The proposed system in this work targets a system whose content space is a d-dimensional space of numerical attributes, subscriptions are d-dimensional rectangles, and publications are d-dimensional points.
The basic problem is to determine if a new rectangle S is contained in the union of a set of pre-existing d-dimensional rectangles.
To solve this problem, the authors partition the content space into positive and negative spaces. The positive space is the parts of the space covered by at least one existing subscription, and the negative space is the complement, that is, the part not covered by any existing subscription. A new subscription is subsumed if its intersection with the negative space is empty.
They represent the negative space as a set of non-overlapping d-dim rectangles. If a new subscription intersects with any of these rectangles, it is not subsumed. For efficiency, the set of negative rectangles is indexed using a tree structure. For N subscriptions in a d-dimensional space, the basic algorithm generates O(N^d) neg-rectangles. This, of course, does not scale for high-dimensional spaces.
The alternative proposed by this work is to use an approximation algorithm and restrict the number of new negative rectangles added for each new subscription to be less than a constant K. This results in at most O(NK) after N active subscriptions. Their algorithm is guaranteed not to leaad to false negatives, although it may generate some false positives, but in this case correctness is not compromised.
To select the K rectangles to add, they propose to choose the top-K rectangles obtained with the basic algorithm that optimize a benefit/cost model. Subscription forwarding in this system is very simple. When a new subscription arrives, If the set of intersecting negative rectangles is empty, the subscription is subsumed and not forwarded. If not empty, it is forwarded and negative rectangles are recalculated.
The evaluated the system in a simulation environment with 10,000 subscriptions; 2,3,4 and 5 dimensional spaces with each dimension having a range between 0 and 1000 and with actual ranges for subscriptions taken from a Zipf distribution. They compared subsumption with covering and obtained an improvement of more than 50% in redundant subscription detection. They also found out that, while larger values of K result in greater reduction of redundant subscriptions, varying K from 50 to 100 does not yield much improvement.
They also compared optimizing benefit/cost against optimizing benefit and 1/cost alone and confirmed that benefit/cost results in a lower number of neg-rectangles and better detection of subsumed subscriptions.
Dexter - An Extensible Framework for Declarative Parameter Passing in Distributed Object Systems
Eli Tilevich et al. - Virginia Tech
This work presents an extensible framework for declarative parameter passing semantics for RMI-like Java distributed systems.
RPC/RMI-like systems work really well on a LAN, but one problem they have is that parameter passing semantics are not flexible. For example, in Java RMI, parameters that implement the marker interface Remote are passed by reference, while parameters that implement the marker interface Serializable are passed by copy.
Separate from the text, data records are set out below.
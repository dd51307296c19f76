//! Maintenance window validation.
//!
//! A window's schedule is a sum type keyed on `strategy`; each variant carries
//! only the keys it needs. Settings shared by all strategies (title, date and
//! time ranges, timezone) sit beside it.

use std::collections::BTreeSet;

use chrono::{NaiveDate, NaiveDateTime};
use serde::{Serialize, Serializer};
use serde_json::{Map, Value};

use shared_models::validation::{as_object, FieldReader, Presence};
use shared_models::{NormalizedConfig, ValidationError};

use super::strategy::Strategy;

pub const DATE_TIME_FORMAT: &str = "%Y-%m-%d %H:%M:%S";

#[derive(Debug, Clone, Copy, PartialEq, Eq, Serialize)]
pub struct TimeOfDay {
    pub hours: u8,
    pub minutes: u8,
}

impl TimeOfDay {
    pub const fn new(hours: u8, minutes: u8) -> Self {
        Self { hours, minutes }
    }
}

/// Default daily window, 02:00 to 03:00.
pub const DEFAULT_TIME_RANGE: [TimeOfDay; 2] = [TimeOfDay::new(2, 0), TimeOfDay::new(3, 0)];

/// A day-of-month selector: a calendar day or the nth day from the month's end.
#[derive(Debug, Clone, Copy, PartialEq, Eq, PartialOrd, Ord)]
pub enum MonthDay {
    Day(u8),
    FromEnd(u8),
}

impl Serialize for MonthDay {
    fn serialize<S: Serializer>(&self, serializer: S) -> Result<S::Ok, S::Error> {
        match self {
            MonthDay::Day(day) => serializer.serialize_u8(*day),
            MonthDay::FromEnd(n) => serializer.serialize_str(&format!("lastDay{}", n)),
        }
    }
}

impl MonthDay {
    fn parse(value: &Value) -> Option<Self> {
        match value {
            Value::Number(n) => n
                .as_u64()
                .filter(|day| (1..=31).contains(day))
                .map(|day| MonthDay::Day(day as u8)),
            Value::String(marker) => match marker.as_str() {
                "lastDay1" => Some(MonthDay::FromEnd(1)),
                "lastDay2" => Some(MonthDay::FromEnd(2)),
                "lastDay3" => Some(MonthDay::FromEnd(3)),
                "lastDay4" => Some(MonthDay::FromEnd(4)),
                _ => None,
            },
            _ => None,
        }
    }
}

#[derive(Debug, Clone, PartialEq, Serialize)]
#[serde(tag = "strategy")]
pub enum Schedule {
    #[serde(rename = "manual")]
    Manual,
    #[serde(rename = "single")]
    Single,
    #[serde(rename = "recurring-interval")]
    RecurringInterval {
        #[serde(rename = "intervalDay")]
        interval_day: i64,
    },
    #[serde(rename = "recurring-weekday")]
    RecurringWeekday { weekdays: Vec<u8> },
    #[serde(rename = "recurring-day-of-month")]
    RecurringDayOfMonth {
        #[serde(rename = "daysOfMonth")]
        days_of_month: Vec<MonthDay>,
    },
    #[serde(rename = "cron")]
    Cron {
        cron: String,
        #[serde(rename = "durationMinutes")]
        duration_minutes: i64,
    },
}

impl Schedule {
    pub fn strategy(&self) -> Strategy {
        match self {
            Schedule::Manual => Strategy::Manual,
            Schedule::Single => Strategy::Single,
            Schedule::RecurringInterval { .. } => Strategy::RecurringInterval,
            Schedule::RecurringWeekday { .. } => Strategy::RecurringWeekday,
            Schedule::RecurringDayOfMonth { .. } => Strategy::RecurringDayOfMonth,
            Schedule::Cron { .. } => Strategy::Cron,
        }
    }

    fn read(strategy: Strategy, r: &mut FieldReader<'_>) -> Self {
        match strategy {
            Strategy::Manual => Schedule::Manual,
            Strategy::Single => Schedule::Single,
            Strategy::RecurringInterval => Schedule::RecurringInterval {
                interval_day: r.int_or("intervalDay", 1, 1),
            },
            Strategy::RecurringWeekday => Schedule::RecurringWeekday {
                weekdays: read_weekdays(r),
            },
            Strategy::RecurringDayOfMonth => Schedule::RecurringDayOfMonth {
                days_of_month: read_days_of_month(r),
            },
            Strategy::Cron => Schedule::Cron {
                cron: read_cron(r),
                duration_minutes: r.int_or("durationMinutes", 60, 1),
            },
        }
    }
}

/// Weekdays form a set, Sunday = 0.
fn read_weekdays(r: &mut FieldReader<'_>) -> Vec<u8> {
    let mut days = BTreeSet::new();
    for item in r.required_list("weekdays") {
        match item.as_u64().filter(|day| *day <= 6) {
            Some(day) => {
                days.insert(day as u8);
            }
            None => {
                r.reject("weekdays", "must contain only integers 0-6 (Sunday = 0)");
                return Vec::new();
            }
        }
    }
    days.into_iter().collect()
}

fn read_days_of_month(r: &mut FieldReader<'_>) -> Vec<MonthDay> {
    let mut days = BTreeSet::new();
    for item in r.required_list("daysOfMonth") {
        match MonthDay::parse(&item) {
            Some(day) => {
                days.insert(day);
            }
            None => {
                r.reject("daysOfMonth", "must contain only days 1-31 or lastDay1-lastDay4");
                return Vec::new();
            }
        }
    }
    days.into_iter().collect()
}

fn read_cron(r: &mut FieldReader<'_>) -> String {
    let cron = r.required_str("cron");
    let fields = cron.split_whitespace().count();
    if !cron.is_empty() && !(5..=6).contains(&fields) {
        r.reject("cron", "must have five or six fields");
    }
    cron
}

fn read_date_range(r: &mut FieldReader<'_>, today: NaiveDate) -> Vec<String> {
    let default = vec![format!("{} 00:00:00", today.format("%Y-%m-%d"))];
    let items = match r.presence("dateRange") {
        Presence::Absent => return default,
        Presence::Value(Value::Array(items)) => items.clone(),
        _ => {
            r.reject("dateRange", "must be a list");
            return default;
        }
    };

    if items.is_empty() || items.len() > 2 {
        r.reject("dateRange", "must hold a start and an optional end");
        return default;
    }

    let mut parsed = Vec::with_capacity(items.len());
    for item in &items {
        match item.as_str().map(|s| NaiveDateTime::parse_from_str(s, DATE_TIME_FORMAT)) {
            Some(Ok(at)) => parsed.push(at),
            _ => {
                r.reject("dateRange", "entries must be formatted YYYY-MM-DD HH:MM:SS");
                return default;
            }
        }
    }

    if parsed.len() == 2 && parsed[0] > parsed[1] {
        r.reject("dateRange", "must not end before it starts");
    }

    parsed
        .iter()
        .map(|at| at.format(DATE_TIME_FORMAT).to_string())
        .collect()
}

fn read_time_range(r: &mut FieldReader<'_>) -> Vec<TimeOfDay> {
    let items = match r.presence("timeRange") {
        Presence::Absent => return DEFAULT_TIME_RANGE.to_vec(),
        Presence::Value(Value::Array(items)) => items.clone(),
        _ => {
            r.reject("timeRange", "must be a list");
            return DEFAULT_TIME_RANGE.to_vec();
        }
    };

    if items.len() != 2 {
        r.reject("timeRange", "must hold a start and an end time");
        return DEFAULT_TIME_RANGE.to_vec();
    }

    let mut times = Vec::with_capacity(2);
    for item in &items {
        let hours = item.get("hours").and_then(Value::as_u64).filter(|h| *h <= 23);
        let minutes = item.get("minutes").and_then(Value::as_u64).filter(|m| *m <= 59);
        match (hours, minutes) {
            (Some(h), Some(m)) => times.push(TimeOfDay::new(h as u8, m as u8)),
            _ => {
                r.reject("timeRange", "entries must be {\"hours\": 0-23, \"minutes\": 0-59}");
                return DEFAULT_TIME_RANGE.to_vec();
            }
        }
    }
    times
}

/// Settings shared by every strategy.
#[derive(Debug, Clone, PartialEq, Serialize)]
pub struct MaintenanceSettings {
    pub title: String,
    pub active: bool,
    pub description: String,
    #[serde(rename = "dateRange")]
    pub date_range: Vec<String>,
    #[serde(rename = "timeRange")]
    pub time_range: Vec<TimeOfDay>,
    #[serde(rename = "timezoneOption", skip_serializing_if = "Option::is_none")]
    pub timezone: Option<String>,
}

impl MaintenanceSettings {
    fn read(r: &mut FieldReader<'_>, today: NaiveDate) -> Self {
        Self {
            title: r.required_str("title"),
            active: r.bool_or("active", true),
            description: r.str_or("description", ""),
            date_range: read_date_range(r, today),
            time_range: read_time_range(r),
            timezone: r.optional_str("timezoneOption"),
        }
    }
}

#[derive(Debug, Clone, PartialEq, Serialize)]
pub struct MaintenanceConfig {
    #[serde(flatten)]
    pub settings: MaintenanceSettings,
    #[serde(flatten)]
    pub schedule: Schedule,
}

impl MaintenanceConfig {
    pub fn to_normalized(&self) -> Result<NormalizedConfig, ValidationError> {
        match serde_json::to_value(self) {
            Ok(Value::Object(map)) => Ok(NormalizedConfig::new(map)),
            _ => Err(ValidationError::single("body", "could not be normalized")),
        }
    }
}

#[derive(Debug, Clone, Copy, PartialEq, Eq)]
pub enum Submission<'a> {
    Create,
    /// A partial update. Switching away from a known strategy needs every
    /// key the new strategy requires in the patch itself.
    Update { current_strategy: Option<Strategy> },
    /// A partial update checked against the stored window, whose values
    /// count towards what a strategy switch requires.
    UpdateStored { stored: &'a Map<String, Value> },
}

fn read_strategy(r: &mut FieldReader<'_>) -> Option<Strategy> {
    match r.presence("strategy") {
        Presence::Absent => {
            if !r.is_partial() {
                r.reject("strategy", "is required");
            }
            None
        }
        Presence::Null => {
            r.reject("strategy", "is required");
            None
        }
        Presence::Value(Value::String(raw)) => {
            let parsed = Strategy::parse(raw);
            if parsed.is_none() {
                r.reject("strategy", format!("unknown maintenance strategy '{}'", raw));
            }
            parsed
        }
        Presence::Value(_) => {
            r.reject("strategy", "must be a string");
            None
        }
    }
}

/// Cron windows need a timezone to be evaluated in.
fn require_timezone(r: &mut FieldReader<'_>, strategy: Option<Strategy>) {
    if strategy != Some(Strategy::Cron) {
        return;
    }
    match r.presence("timezoneOption") {
        Presence::Absent if r.is_partial() => {}
        Presence::Value(Value::String(tz)) if !tz.trim().is_empty() => {}
        _ => r.reject("timezoneOption", "is required for the cron strategy"),
    }
}

/// Validate a maintenance payload. `today` anchors the default `dateRange`.
pub fn validate_maintenance(
    payload: &Value,
    submission: Submission<'_>,
    today: NaiveDate,
) -> Result<NormalizedConfig, ValidationError> {
    let raw = as_object(payload)?;

    match submission {
        Submission::Create => {
            let mut reader = FieldReader::new(raw, false);
            let strategy = read_strategy(&mut reader);
            let settings = MaintenanceSettings::read(&mut reader, today);
            let schedule = strategy.map(|s| Schedule::read(s, &mut reader));
            require_timezone(&mut reader, strategy);
            reader.finish()?;

            match schedule {
                Some(schedule) => MaintenanceConfig { settings, schedule }.to_normalized(),
                None => Err(ValidationError::single("strategy", "is required")),
            }
        }
        Submission::Update { current_strategy } => validate_patch(raw, current_strategy, None, today),
        Submission::UpdateStored { stored } => {
            let current_strategy = stored
                .get("strategy")
                .and_then(Value::as_str)
                .and_then(Strategy::parse);
            validate_patch(raw, current_strategy, Some(stored), today)
        }
    }
}

fn validate_patch(
    raw: &Map<String, Value>,
    current_strategy: Option<Strategy>,
    stored: Option<&Map<String, Value>>,
    today: NaiveDate,
) -> Result<NormalizedConfig, ValidationError> {
    let mut reader = FieldReader::new(raw, true);
    let declared = read_strategy(&mut reader);
    MaintenanceSettings::read(&mut reader, today);
    let strategy = declared.or(current_strategy);
    match strategy {
        Some(s) => {
            Schedule::read(s, &mut reader);
        }
        // Without a strategy only the supplied values' domains are checked.
        None => {
            for s in Strategy::ALL {
                Schedule::read(s, &mut reader);
            }
        }
    }
    require_timezone(&mut reader, declared);

    if let Some(new_strategy) = declared {
        let switching = match stored {
            Some(_) => current_strategy != Some(new_strategy),
            None => current_strategy.is_some_and(|current| current != new_strategy),
        };
        if switching {
            let message = format!("is required when changing the strategy to '{}'", new_strategy);
            reader.require_filled(new_strategy.required_fields(), stored, &message);
        }
    }
    reader.finish()?;

    let scope = match strategy {
        Some(s) => s.fields(),
        None => Strategy::all_fields(),
    };
    Ok(NormalizedConfig::new(patch_subset(raw, &scope, declared)))
}

fn patch_subset(raw: &Map<String, Value>, scope: &[&str], declared: Option<Strategy>) -> Map<String, Value> {
    raw.iter()
        .filter(|(key, _)| scope.contains(&key.as_str()))
        .map(|(key, value)| match (key.as_str(), declared) {
            ("strategy", Some(s)) => (key.clone(), Value::String(s.as_str().to_string())),
            _ => (key.clone(), value.clone()),
        })
        .collect()
}

#[cfg(test)]
mod tests {
    use super::*;
    use serde_json::json;

    #[test]
    fn test_month_day_serialization() {
        let days = vec![MonthDay::Day(15), MonthDay::FromEnd(2)];
        assert_eq!(serde_json::to_value(days).unwrap(), json!([15, "lastDay2"]));
    }

    #[test]
    fn test_month_day_parse_bounds() {
        assert_eq!(MonthDay::parse(&json!(31)), Some(MonthDay::Day(31)));
        assert_eq!(MonthDay::parse(&json!(0)), None);
        assert_eq!(MonthDay::parse(&json!(32)), None);
        assert_eq!(MonthDay::parse(&json!("lastDay5")), None);
    }

    #[test]
    fn test_schedule_serializes_strategy_tag() {
        let schedule = Schedule::Cron {
            cron: "0 4 * * 0".into(),
            duration_minutes: 30,
        };
        assert_eq!(
            serde_json::to_value(schedule).unwrap(),
            json!({ "strategy": "cron", "cron": "0 4 * * 0", "durationMinutes": 30 })
        );
    }
}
This is problematic when one wants to pass objects of the same class using different semantics. For example, one may want to pass an object with a small sequence of strings by value, and another one by reference, and one may not be able to modify the code because it is part of a third-party library. Moreover, sometimes, one may want to use semantics that differ from the two provided by the system, especially in high latency and low bandwidth environments. Another problem is the fact that sometimes it is difficult to understand the application without examining the entire logic, especially when there are many subtypes.
This work proposes a declarative remote parameter passing scheme called Dexter for Java based on Java 5 annotations. For example, the following method declarations can be possible:
align(@RemoteRef list all, @Copy list candidates)
mutate(@CopyRestore list data)
The principle this system is based on is to treat parameter passing as a cross-cutting concern and implement it in the application space. Their framework combines aspect-oriented and generative techniques, and exposes the invocation context before and after call both on the client and the server using interceptors.
To implement new parameter passing semantics using the interceptor-based scheme, a developer needs to implement an interface called InterceptorPoint. To test their system, the authors implemented several parameter-passing semantics.
The first is Lazy semantics, which works by first passing the object by reference, and then passing it by value upon first use. This is useful in asynchronous distributed environments such as P2P applications.
Another implemented semantics is CopyRestore, which efficiently emulates the effect of local call-by-reference parameters. This is applicable for single-threaded clients and stateless servers.
Finally, they implement CopyRestore with Delta semantics, which is similar to CopyRestore, but instead of sending the entire object graph back, the server only sends back the changes. This provides performance gains proportional to the size of the graph.
The authors conclude that this system is more expressive and easier to read, maintain, extend and reuse than the standard schemes traditionally provided by RMI systems. Another advantage is efficiency as no transformations take place before the parameter is used in a remote way.
The overhead introduced by Dexter is dominated by the fact that the call is remote, as the latency of remote calls is orders of magnitude higher than for local calls.
Guido Urdaneta